Your answer must be the lines of the entries below, exactly as written, from the first line through the line containing "each per user".

## Material to process
▼▼▼
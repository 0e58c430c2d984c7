//! Credentials and authorization rules
//!
//! Token types:
//! - `acct-` prefix: account session, exchanged for device sessions
//! - `dev-` prefix: role-scoped device session, used to connect to the broker
//!
//! Roles:
//! - `transmitter`, `receiver`: paired peers, one of each per user
//! - `admin`: read access to every device- and user-scoped topic

mod acl;
mod claims;
mod credentials;
mod registry;
mod tokens;

pub use acl::{AclPolicy, Action, Decision, Rule};
pub use claims::{
    extract_username, validate_username, AccountClaims, Claims, DeviceClaims, DeviceClientId,
    InvalidClientId, InvalidUsername, Role, SessionKind, UnknownRole,
};
pub use credentials::Credentials;
pub use registry::{ActiveSession, SessionRegistry};
pub use tokens::{
    prefix_for, CredentialError, TokenCodec, ACCOUNT_TOKEN_PREFIX, DEVICE_TOKEN_PREFIX,
};

use crate::storage::StorageError;
use thiserror::Error;

/// Credential rejection or a storage failure while checking it
#[derive(Debug, Clone, Error)]
pub enum AuthError {
    #[error(transparent)]
    Credential(#[from] CredentialError),

    #[error(transparent)]
    Storage(#[from] StorageError),
}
▲▲▲
## Your solution
repository 0e58c430c2d984c7
//! Credentials and authorization rules
//!
//! Token types:
//! - `acct-` prefix: account session, exchanged for device sessions
//! - `dev-` prefix: role-scoped device session, used to connect to the broker
//!
//! Roles:
//! - `transmitter`, `receiver`: paired peers, one of each per user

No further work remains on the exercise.